I was born in 1958 so that makes me 54 years old (It's just a number!). My family was your average middle class suburban type...2 sisters and 2 brothers and a hard working stay at home Mom and 9 to 5 working Dad. We were your typical Canadian family that sat together to watch the Ed Sullivan Show every Sunday night. My parents paid $11,000.00 for a brand new house back then!
I always loved swimming and playing in water, the regular baths I got was just the beginning :) Growing up in the sixties was full of many changes with music, the space race and politics ( I remember watching the J F Kennedy funeral on our Marconi square box TV.. It was a very interesting era, cheap gas and food. As I recall I could go down to the local corner store and buy a soda and a bag of popcorn twists for 25 cents.
It was purely by chance finding out I could run fast. One day in the 4th grade I raced a bunch of older kids and beat them all. It meant automatic membership to the track team. "Run Forest Run!" (Photo 1971). It was a real gift to have the opportunity to participate in sports and learn all about competition.
In Kamloops where I live there are endless hiking trails which my wife and I love to do along with mountain biking and kayaking. You know the saying "getting back to nature?" It's a great way to clear your head and appreciate life.
I'm here with my dog Rudi, we adopted him from the pound and had lots of great years with him pushing us every day to take him for a run. Working out is also a routine that I like to stick to and it keeps up the strength which you need especially working in a trade.
I Love playing guitar.. (Photo taken in 1981 at a local studio). It's very relaxing to sit down and play! My favorite music is the Jeff Beck, Eagles, Blue Oyster Cult, Tommy Emanuelle (Google him he's great!), Neil Young and anything with guitar from the fifties on.
Getting Into The Trade
Thinking About What Trade to Pursue
Metalwork was always my favorite class in high school and getting into that trade was definitely my first choice. However once talking to the apprenticeship board counselor in 1977 it was clear that Heavy Duty Mechanics was the trade of the future.
He was absolutely right and I have no regrets.
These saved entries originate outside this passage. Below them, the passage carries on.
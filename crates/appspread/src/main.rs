use appspread_core::{from_file, resources::pod_name, to_json_pretty};
use appspread_scheduler::normalize::normalize_scores;
use appspread_scheduler::score::{LeastAllocated, RandomScore, ScoreFunction};
use appspread_scheduler::{
    AppSpread, AppSpreadConfig, FilterResult, NodeAccounting, ScheduleResult, Scheduler,
    SchedulerConfig, SchedulingContext, ScoreResult,
};
use clap::{Parser, Subcommand, ValueEnum};
use serde::Serialize;
use std::path::PathBuf;
use std::sync::Arc;
use tokio_util::sync::CancellationToken;
use tracing::{info, warn};

#[derive(Parser)]
#[command(name = "appspread", about = "Appspread node placement policy engine")]
struct Cli {
    #[command(subcommand)]
    command: Commands,
}

#[derive(Subcommand)]
enum Commands {
    /// Run one scheduling attempt for the pod in a cluster snapshot
    Evaluate {
        /// YAML or JSON file with `pod` and `nodes` (each `{node, pods}`)
        #[arg(long)]
        context: PathBuf,
        /// How requests of pods already bound to a node are summed
        #[arg(long, value_enum, default_value_t = Accounting::FirstContainer)]
        accounting: Accounting,
        /// Scoring function for feasible nodes
        #[arg(long, value_enum, default_value_t = Scoring::Random)]
        scorer: Scoring,
        /// Seed for reproducible random scores
        #[arg(long, env = "APPSPREAD_SEED")]
        seed: Option<u64>,
        /// Label naming a pod's logical application
        #[arg(long, default_value = appspread_core::APPLICATION_NAME_LABEL)]
        application_label: String,
        /// Maximum number of per-node calls in flight
        #[arg(long, default_value_t = 16)]
        parallelism: usize,
        /// Output format
        #[arg(long, value_enum, default_value_t = OutputFormat::Text)]
        output: OutputFormat,
    },
    /// Min-max normalize NODE=SCORE pairs into 0-100
    Normalize {
        /// Raw scores, e.g. `node-a=10 node-b=90`
        #[arg(required = true)]
        scores: Vec<String>,
    },
}

#[derive(Clone, Copy, ValueEnum)]
enum Accounting {
    /// Count only the first container of each bound pod
    FirstContainer,
    /// Count every container of each bound pod
    AllContainers,
}

impl From<Accounting> for NodeAccounting {
    fn from(value: Accounting) -> Self {
        match value {
            Accounting::FirstContainer => NodeAccounting::FirstContainer,
            Accounting::AllContainers => NodeAccounting::AllContainers,
        }
    }
}

#[derive(Clone, Copy, ValueEnum)]
enum Scoring {
    /// Uniform random score per node
    Random,
    /// Prefer nodes with more CPU headroom
    LeastAllocated,
}

#[derive(Clone, Copy, ValueEnum)]
enum OutputFormat {
    Text,
    Json,
}

/// Printed result of an `evaluate` run
#[derive(Serialize)]
struct Report<'a> {
    pod: &'a str,
    filter_results: &'a [FilterResult],
    scores: &'a [ScoreResult],
    best_node: Option<&'a str>,
}

#[tokio::main]
async fn main() -> miette::Result<()> {
    // Initialize tracing
    tracing_subscriber::fmt()
        .with_env_filter(
            tracing_subscriber::EnvFilter::try_from_default_env()
                .unwrap_or_else(|_| tracing_subscriber::EnvFilter::new("info")),
        )
        .with_writer(std::io::stderr)
        .init();

    let cli = Cli::parse();

    match cli.command {
        Commands::Evaluate {
            context,
            accounting,
            scorer,
            seed,
            application_label,
            parallelism,
            output,
        } => {
            let config = AppSpreadConfig {
                application_label,
                node_accounting: accounting.into(),
            };
            let score_function: Box<dyn ScoreFunction> = match (scorer, seed) {
                (Scoring::Random, Some(seed)) => Box::new(RandomScore::seeded(seed)),
                (Scoring::Random, None) => Box::new(RandomScore::new()),
                (Scoring::LeastAllocated, _) => Box::new(LeastAllocated {
                    accounting: config.node_accounting,
                }),
            };
            let plugin = AppSpread::with_score_function(config, score_function);

            run_evaluate(&context, plugin, SchedulerConfig { parallelism }, output).await
        }
        Commands::Normalize { scores } => run_normalize(&scores),
    }
}

/// Load a snapshot and run one scheduling attempt over it
async fn run_evaluate(
    path: &std::path::Path,
    plugin: AppSpread,
    config: SchedulerConfig,
    output: OutputFormat,
) -> miette::Result<()> {
    let context: SchedulingContext = from_file(path)?;
    info!(
        "Loaded pod {} and {} nodes from {}",
        pod_name(&context.pod),
        context.nodes.len(),
        path.display()
    );

    let plugin = Arc::new(plugin);
    let scheduler = Scheduler::new(plugin.clone(), plugin, config);
    let (pod, nodes) = context.into_shared();

    let token = CancellationToken::new();
    let ctrl_c_token = token.clone();
    tokio::spawn(async move {
        if tokio::signal::ctrl_c().await.is_ok() {
            warn!("Interrupted, abandoning scheduling attempt");
            ctrl_c_token.cancel();
        }
    });

    let result = scheduler.schedule(pod.clone(), &nodes, &token).await?;
    print_report(pod_name(&pod), &result, output)
}

fn print_report(pod: &str, result: &ScheduleResult, output: OutputFormat) -> miette::Result<()> {
    let report = Report {
        pod,
        filter_results: &result.filter_results,
        scores: &result.scores,
        best_node: result.best_node().map(|s| s.node_name.as_str()),
    };

    match output {
        OutputFormat::Json => println!("{}", to_json_pretty(&report)?),
        OutputFormat::Text => {
            println!("pod: {}", report.pod);
            for filter in report.filter_results {
                match &filter.reason {
                    None => println!("  {:<24} feasible", filter.node_name),
                    Some(reason) => println!("  {:<24} rejected: {}", filter.node_name, reason),
                }
            }
            for score in report.scores {
                println!("  {:<24} score {}", score.node_name, score.score);
            }
            if let Some(best) = report.best_node {
                println!("best node: {}", best);
            }
        }
    }

    Ok(())
}

/// Normalize scores given on the command line
fn run_normalize(raw: &[String]) -> miette::Result<()> {
    let mut scores = raw
        .iter()
        .map(|pair| -> miette::Result<ScoreResult> {
            let (node, score) = pair
                .split_once('=')
                .ok_or_else(|| miette::miette!("Expected NODE=SCORE, got '{}'", pair))?;
            let score = score
                .trim()
                .parse::<i64>()
                .map_err(|e| miette::miette!("Invalid score in '{}': {}", pair, e))?;
            Ok(ScoreResult::new(node.trim(), score))
        })
        .collect::<miette::Result<Vec<_>>>()?;

    normalize_scores(&mut scores)?;

    for score in &scores {
        println!("{}={}", score.node_name, score.score);
    }

    Ok(())
}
Once you get your Mechanic Certification and Inter-Provincial the world is your oyster. You can find work if you're willing to move, the demand for Mechanic Tradesmen is huge right now. As a matter of fact I know that Mechanics in Fort McMurray Alberta (Tar Sands)are making close to $50/hr.
Heavy Duty Mechanics Pre-App
So luckily I got into the local college and took the 6 month pre-apprenticeship course. That really developed my core as a Mechanic with theory and practical experience that set me on the right track to go out and apply for jobs with confidence.
The First Job
In July of 1977 I got hired as a 2nd year apprentice at Afton Mines just 15 minutes out of town (how lucky was that?........ along with 1 year credit for the pre-app training).
Moving On For More Experience
Mining is a great place to work but I was lacking practical experience so in my 3rd year I got hired in Fort St. John at a Cummins dealer and gear repair shop. Talk about being thrown to the wolves....that was the best experience ever. I was doing engine in-frames, 13 speeds and differentials left and right. Including the dreaded electrical problems (after lots of hands on I couldn't wait for the next short circuit or no start / charging problem). Basic theory is something I use every time along with common sense.
|Journeyman Mechanic Certification|
Moved Back Home
A couple of years passed by and I moved back to my home town (homesick), worked back at Afton Mines then on to an International dealer getting a great background on IC products. After being laid off I got a job with the local GM dealer as a medium duty mechanic. It was Topkick and Isuzu heaven :).
Almost 7 years passed by there when I had an opportunity to get on with the local school district bus garage and up to now I've been there for 18 years. It's a fleet of 75 school buses along with all the support equipment. I've advanced to Shop Foreman and it's a different view from an office delegating work and managing inventory.
There is always interesting problems that come in to the shop and I enjoy the diagnostic process. Common sense is the first step to any problem and looking back at the vehicle history sometimes helps with the troubleshooting process.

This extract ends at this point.